My life is very much like Krista K's life! My husband is also a pilot, and is currently on a 19 day working, then 8-9 days off schedule. He was also gone for training for almost 2 months when our daughter was only 5 months old. Plus, we don't have any family here. So, I feel very much like a single mom when he is gone. In the beginning it was really hard, especially during training. After a few months it got easier, and I got into a routine. We also have a computer with a webcam at home, and a laptop for my husband so we can talk and see each other when he has internet access. He also has a cell phone, and we talk several times a day. Communication is key.

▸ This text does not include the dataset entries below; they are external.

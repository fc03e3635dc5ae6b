use serde::{Deserialize, Serialize};
use serde_json::Value;
use std::collections::HashMap;
use std::fmt;

#[derive(Debug, Clone, Copy, Serialize, Deserialize, PartialEq, Eq, Default)]
#[serde(rename_all = "kebab-case")]
pub enum PlanStatus {
    #[default]
    Draft,
    Active,
    Completed,
    Archived,
}

#[derive(Debug, Clone, Copy, Serialize, Deserialize, PartialEq, Eq, Default)]
#[serde(rename_all = "kebab-case")]
pub enum PhaseStatus {
    #[default]
    Draft,
    InProgress,
    Completed,
}

impl PhaseStatus {
    pub fn as_str(&self) -> &'static str {
        match self {
            PhaseStatus::Draft => "draft",
            PhaseStatus::InProgress => "in-progress",
            PhaseStatus::Completed => "completed",
        }
    }
}

impl fmt::Display for PhaseStatus {
    fn fmt(&self, f: &mut fmt::Formatter<'_>) -> fmt::Result {
        f.write_str(self.as_str())
    }
}

#[derive(Debug, Clone, Copy, Serialize, Deserialize, PartialEq, Eq, Default)]
#[serde(rename_all = "kebab-case")]
pub enum PlanTaskStatus {
    #[default]
    Pending,
    InProgress,
    Completed,
    Blocked,
}

impl PlanTaskStatus {
    /// Tasks an agent is still expected to work on.
    pub fn is_open(&self) -> bool {
        matches!(self, PlanTaskStatus::Pending | PlanTaskStatus::InProgress)
    }
}

#[derive(Debug, Clone, Serialize, Deserialize, PartialEq)]
#[serde(rename_all = "camelCase")]
pub struct PlanPhase {
    pub id: String,
    pub name: String,
    #[serde(default)]
    pub emoji: String,
    #[serde(default)]
    pub status: PhaseStatus,
    #[serde(default, flatten)]
    pub extra: HashMap<String, Value>,
}

#[derive(Debug, Clone, Serialize, Deserialize, PartialEq)]
#[serde(rename_all = "camelCase")]
pub struct PlanTask {
    pub id: String,
    pub name: String,
    #[serde(default)]
    pub assigned_to: String,
    #[serde(default)]
    pub assigned_to_name: String,
    #[serde(default)]
    pub status: PlanTaskStatus,
    #[serde(default)]
    pub completed_at: Option<i64>,
    #[serde(default, flatten)]
    pub extra: HashMap<String, Value>,
}

#[derive(Debug, Clone, Serialize, Deserialize, PartialEq)]
#[serde(rename_all = "camelCase")]
pub struct SubPlan {
    pub id: String,
    pub title: String,
    #[serde(default)]
    pub department: String,
    #[serde(default)]
    pub parent_phase_id: String,
    #[serde(default)]
    pub tasks: Vec<PlanTask>,
    #[serde(default, flatten)]
    pub extra: HashMap<String, Value>,
}

#[derive(Debug, Clone, Serialize, Deserialize, PartialEq)]
#[serde(rename_all = "camelCase")]
pub struct Plan {
    pub id: String,
    pub title: String,
    #[serde(default)]
    pub status: PlanStatus,
    #[serde(default)]
    pub updated_at: i64,
    #[serde(default)]
    pub phases: Vec<PlanPhase>,
    #[serde(default)]
    pub sub_plans: Vec<SubPlan>,
    #[serde(default, flatten)]
    pub extra: HashMap<String, Value>,
}

impl Plan {
    pub fn phase(&self, phase_id: &str) -> Option<&PlanPhase> {
        self.phases.iter().find(|phase| phase.id == phase_id)
    }

    pub fn sub_plans_in_phase<'a>(&'a self, phase_id: &'a str) -> impl Iterator<Item = &'a SubPlan> {
        self.sub_plans
            .iter()
            .filter(move |sub| sub.parent_phase_id == phase_id)
    }

    /// Label of the first phase currently in progress, e.g. `"🚀 Launch"`.
    pub fn current_phase_label(&self) -> String {
        self.phases
            .iter()
            .find(|phase| phase.status == PhaseStatus::InProgress)
            .map(|phase| format!("{} {}", phase.emoji, phase.name))
            .unwrap_or_default()
    }

    /// Distinct task assignees across the phase, in first-seen order.
    pub fn phase_assignees(&self, phase_id: &str) -> Vec<String> {
        let mut agents: Vec<String> = Vec::new();
        for task in self.sub_plans_in_phase(phase_id).flat_map(|sub| &sub.tasks) {
            if task.assigned_to.is_empty() || agents.contains(&task.assigned_to) {
                continue;
            }
            agents.push(task.assigned_to.clone());
        }
        agents
    }
}

#[derive(Debug, Clone, Copy, Default, Serialize, Deserialize, PartialEq, Eq)]
#[serde(rename_all = "camelCase")]
pub struct PlanProgress {
    pub total: u32,
    pub completed: u32,
    pub blocked: u32,
    pub in_progress: u32,
    pub pending: u32,
    pub progress: u32,
}

impl PlanProgress {
    pub fn from_tasks<'a>(tasks: impl IntoIterator<Item = &'a PlanTask>) -> Self {
        let mut out = PlanProgress::default();
        for task in tasks {
            out.total += 1;
            match task.status {
                PlanTaskStatus::Completed => out.completed += 1,
                PlanTaskStatus::Blocked => out.blocked += 1,
                PlanTaskStatus::InProgress => out.in_progress += 1,
                PlanTaskStatus::Pending => out.pending += 1,
            }
        }
        out.progress = percent(out.completed, out.total);
        out
    }
}

pub fn compute_plan_progress(plan: &Plan) -> PlanProgress {
    PlanProgress::from_tasks(plan.sub_plans.iter().flat_map(|sub| &sub.tasks))
}

pub fn compute_phase_progress(plan: &Plan, phase_id: &str) -> PlanProgress {
    PlanProgress::from_tasks(plan.sub_plans_in_phase(phase_id).flat_map(|sub| &sub.tasks))
}

pub fn compute_sub_plan_progress(sub_plan: &SubPlan) -> PlanProgress {
    PlanProgress::from_tasks(&sub_plan.tasks)
}

/// Rounded percentage, zero when there is nothing to count.
pub fn percent(part: u32, total: u32) -> u32 {
    if total == 0 {
        return 0;
    }
    ((f64::from(part) / f64::from(total)) * 100.0).round() as u32
}
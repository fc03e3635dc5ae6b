//! Decoding of append-only, newline-delimited JSON run logs.
//!
//! Each job appends one JSON object per run. Lines that fail to decode or do not
//! describe a run are reported and skipped; they never fail the whole read.

use crate::intel::{RunRecord, RunStatus};
use serde::Deserialize;
use thiserror::Error;

pub const DEFAULT_MAX_LINE_BYTES: usize = 256 * 1024;
/// Durations above a week are clamped; no scheduled job runs that long.
pub const MAX_RUN_DURATION_MS: u64 = 7 * 24 * 60 * 60 * 1000;

#[derive(Debug, Clone, PartialEq, Eq, Error)]
pub enum RunLogError {
    #[error("line {line} exceeds max size: {size} > {max}")]
    OversizedLine { line: usize, size: usize, max: usize },
    #[error("line {line} decode failed: {message}")]
    Decode { line: usize, message: String },
    #[error("line {line} is not a run record: {reason}")]
    Shape { line: usize, reason: &'static str },
}

#[derive(Debug, Clone)]
pub struct DecodeReport<T> {
    pub records: Vec<T>,
    pub errors: Vec<RunLogError>,
}

impl<T> Default for DecodeReport<T> {
    fn default() -> Self {
        Self {
            records: Vec::new(),
            errors: Vec::new(),
        }
    }
}

impl<T> DecodeReport<T> {
    fn push_record(&mut self, record: T) {
        self.records.push(record);
    }

    fn push_error(&mut self, error: RunLogError) {
        self.errors.push(error);
    }
}

/// Wire shape of one run line. Older writers use `runAtMs` instead of `ts`.
#[derive(Debug, Deserialize)]
#[serde(rename_all = "camelCase")]
struct RawRunLine {
    #[serde(default)]
    ts: Option<f64>,
    #[serde(default)]
    run_at_ms: Option<f64>,
    #[serde(default)]
    status: Option<String>,
    #[serde(default)]
    summary: Option<String>,
    #[serde(default)]
    duration_ms: Option<f64>,
    #[serde(default, alias = "sessionKey", alias = "sessionId")]
    session_ref: Option<String>,
}

impl RawRunLine {
    fn into_record(self, line: usize) -> Result<RunRecord, RunLogError> {
        let ts = self
            .ts
            .filter(|value| *value > 0.0)
            .or(self.run_at_ms.filter(|value| *value > 0.0))
            .ok_or(RunLogError::Shape {
                line,
                reason: "missing ts/runAtMs",
            })?;
        let status = self
            .status
            .as_deref()
            .and_then(|raw| raw.parse::<RunStatus>().ok())
            .unwrap_or(RunStatus::Error);
        Ok(RunRecord {
            ts: ts as i64,
            status,
            summary: self.summary.unwrap_or_default(),
            duration_ms: self
                .duration_ms
                .filter(|ms| *ms > 0.0)
                .map_or(0, |ms| ms.min(MAX_RUN_DURATION_MS as f64) as u64),
            session_ref: self.session_ref.filter(|value| !value.is_empty()),
        })
    }
}

/// Decodes one log line. `line` is the 1-based position used in error reports.
pub fn decode_run_line(raw: &str, line: usize) -> Result<RunRecord, RunLogError> {
    let raw = raw.trim_end_matches(['\r', '\n']);
    if raw.len() > DEFAULT_MAX_LINE_BYTES {
        return Err(RunLogError::OversizedLine {
            line,
            size: raw.len(),
            max: DEFAULT_MAX_LINE_BYTES,
        });
    }
    let parsed: RawRunLine = serde_json::from_str(raw).map_err(|err| RunLogError::Decode {
        line,
        message: err.to_string(),
    })?;
    parsed.into_record(line)
}

/// Decodes a whole run log, in file order, skipping blank and malformed lines.
pub fn decode_run_log(content: &str) -> DecodeReport<RunRecord> {
    let mut report = DecodeReport::default();
    for (idx, raw) in content.lines().enumerate() {
        if raw.trim().is_empty() {
            continue;
        }
        match decode_run_line(raw.trim(), idx + 1) {
            Ok(record) => report.push_record(record),
            Err(err) => report.push_error(err),
        }
    }
    report
}

#[cfg(test)]
mod tests {
    use super::*;

    #[test]
    fn decodes_ts_and_run_at_ms_variants() {
        let content = concat!(
            "{\"ts\":1000,\"status\":\"ok\",\"summary\":\"built\",\"durationMs\":1200}\n",
            "{\"runAtMs\":2000,\"status\":\"error\",\"summary\":\"failed\",\"sessionKey\":\"s-1\"}\n",
        );
        let report = decode_run_log(content);
        assert!(report.errors.is_empty());
        assert_eq!(report.records.len(), 2);
        assert_eq!(report.records[0].ts, 1000);
        assert_eq!(report.records[0].duration_ms, 1200);
        assert_eq!(report.records[1].ts, 2000);
        assert_eq!(report.records[1].status, RunStatus::Error);
        assert_eq!(report.records[1].session_ref.as_deref(), Some("s-1"));
    }

    #[test]
    fn malformed_lines_are_reported_and_skipped() {
        let content = concat!(
            "{\"ts\":1,\"status\":\"ok\"}\n",
            "{\"ts\":2,\"status\":\n",
            "\n",
            "\"just text\"\n",
            "{\"status\":\"ok\",\"summary\":\"no time\"}\r\n",
            "{\"ts\":5,\"status\":\"skipped\"}\n",
        );
        let report = decode_run_log(content);
        assert_eq!(
            report.records.iter().map(|r| r.ts).collect::<Vec<_>>(),
            vec![1, 5]
        );
        assert_eq!(report.records[1].status, RunStatus::Error);
        assert_eq!(report.errors.len(), 3);
        assert!(matches!(report.errors[0], RunLogError::Decode { line: 2, .. }));
        assert!(matches!(report.errors[2], RunLogError::Shape { line: 5, .. }));
    }

    #[test]
    fn huge_durations_are_clamped() {
        let record = decode_run_line(r#"{"ts":1,"status":"ok","durationMs":1e19}"#, 1)
            .expect("record");
        assert_eq!(record.duration_ms, MAX_RUN_DURATION_MS);
        let record = decode_run_line(r#"{"ts":1,"status":"ok","durationMs":-5}"#, 1)
            .expect("record");
        assert_eq!(record.duration_ms, 0);
    }

    #[test]
    fn unknown_status_reads_as_error() {
        let record = decode_run_line(r#"{"ts":9,"status":"exploded"}"#, 1).expect("record");
        assert_eq!(record.status, RunStatus::Error);
        let record = decode_run_line(r#"{"ts":9}"#, 1).expect("record");
        assert_eq!(record.status, RunStatus::Error);
    }

    #[test]
    fn oversized_line_is_rejected() {
        let huge = format!(
            "{{\"ts\":1,\"status\":\"ok\",\"summary\":\"{}\"}}",
            "x".repeat(DEFAULT_MAX_LINE_BYTES)
        );
        let err = decode_run_line(&huge, 7).expect_err("oversized");
        assert!(matches!(err, RunLogError::OversizedLine { line: 7, .. }));
    }

    #[test]
    fn fully_malformed_file_yields_no_records() {
        let report = decode_run_log("not json\nstill not json\n");
        assert!(report.records.is_empty());
        assert_eq!(report.errors.len(), 2);
    }
}
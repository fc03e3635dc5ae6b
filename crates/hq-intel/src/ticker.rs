//! The fleet-wide event ticker, newest first.

use crate::jobs::JobOwner;
use crate::run_log::RunSnapshot;
use crate::text::{headline, truncate_chars};
use hq_core::{Roster, TickerEvent, TickerKind};

pub const TICKER_RUNS_PER_JOB: usize = 5;
pub const TICKER_LIMIT: usize = 30;
pub const TICKER_SUMMARY_CHARS: usize = 120;

/// Fleet-wide feed of the most recent runs, newest first.
pub fn build_ticker(runs: &RunSnapshot, roster: &Roster) -> Vec<TickerEvent> {
    let mut events = Vec::new();
    for job_id in runs.job_ids() {
        let owner = JobOwner::resolve(roster, job_id);
        for run in runs.recent(job_id, TICKER_RUNS_PER_JOB) {
            events.push(TickerEvent {
                ts: run.ts,
                agent_id: owner.agent_id.clone(),
                agent_name: owner.agent_name.clone(),
                emoji: owner.emoji.clone(),
                kind: TickerKind::from(run.status),
                summary: truncate_chars(&headline(&run.summary), TICKER_SUMMARY_CHARS),
            });
        }
    }
    events.sort_by(|left, right| right.ts.cmp(&left.ts));
    events.truncate(TICKER_LIMIT);
    events
}
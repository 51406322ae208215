//! SELECT description handed to the storage

use std::fmt;

use super::condition::Condition;

/// Sort direction
#[derive(Debug, Clone, Copy, PartialEq, Eq, Hash)]
pub enum OrderDirection {
    Asc,
    Desc,
}

impl OrderDirection {
    pub fn reverse(self) -> Self {
        match self {
            OrderDirection::Asc => OrderDirection::Desc,
            OrderDirection::Desc => OrderDirection::Asc,
        }
    }
}

impl fmt::Display for OrderDirection {
    fn fmt(&self, f: &mut fmt::Formatter<'_>) -> fmt::Result {
        match self {
            OrderDirection::Asc => write!(f, "ASC"),
            OrderDirection::Desc => write!(f, "DESC"),
        }
    }
}

/// Query over one table: filter, ordering and an optional window
#[derive(Debug, Clone, PartialEq)]
pub struct Query {
    pub table: String,
    pub condition: Condition,
    pub order_by: Vec<(String, OrderDirection)>,
    pub limit: Option<u64>,
    pub offset: Option<u64>,
}

impl Query {
    pub fn table(table: impl Into<String>) -> Self {
        Self {
            table: table.into(),
            condition: Condition::All,
            order_by: Vec::new(),
            limit: None,
            offset: None,
        }
    }

    /// AND a condition onto the filter
    pub fn filter(mut self, condition: Condition) -> Self {
        self.condition = std::mem::take(&mut self.condition).and(condition);
        self
    }

    pub fn where_eq(self, column: &str, value: impl Into<crate::value::Value>) -> Self {
        self.filter(Condition::eq(column, value))
    }

    /// Replace the ordering with a single ascending column
    pub fn order_by(mut self, column: &str) -> Self {
        self.order_by = vec![(column.to_string(), OrderDirection::Asc)];
        self
    }

    /// Replace the ordering with a single descending column
    pub fn order_by_desc(mut self, column: &str) -> Self {
        self.order_by = vec![(column.to_string(), OrderDirection::Desc)];
        self
    }

    /// Append a column to the ordering
    pub fn add_order_by(mut self, column: &str, direction: OrderDirection) -> Self {
        self.order_by.push((column.to_string(), direction));
        self
    }

    pub fn limit(mut self, limit: u64) -> Self {
        self.limit = Some(limit);
        self
    }

    pub fn offset(mut self, offset: u64) -> Self {
        self.offset = Some(offset);
        self
    }

    /// Same filter, no ordering and no window; what a count runs over
    pub fn without_paging(&self) -> Self {
        Self {
            table: self.table.clone(),
            condition: self.condition.clone(),
            order_by: Vec::new(),
            limit: None,
            offset: None,
        }
    }
}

The biggest question I have for you, is how many days is he actually going to be gone/home at a time? Some over the road trucking companies have their drivers out for a month or more at a time, and some are home every week. Since he really wants to do that, maybe he can look for a job where he is home more often. You definitely need to talk to him about how you feel and how you think it will effect your kids. Sit down and have a calm discussion with him, and let him know you are afraid it will affect your marriage.
If you both agree that he should still do the OTR driving, then set up a routine, make sure you have great communication- even more important when your spouse is gone than it normally is, and do as much of the things that Krista is doing with your own kids. Also, it helps if he is anywhere within driving distance while he is on the road to take the kids and go see him sometimes. I do that sometimes, and my husband really appreciates that.
If you both decide that he shouldn't do the OTR driving, try to see if there are any driving jobs in the area that he would really enjoy. If you tell him that you don't want him to do it and he still does, then do the best you can, give it your best effort for a few months, and then let him know how it is going at that point.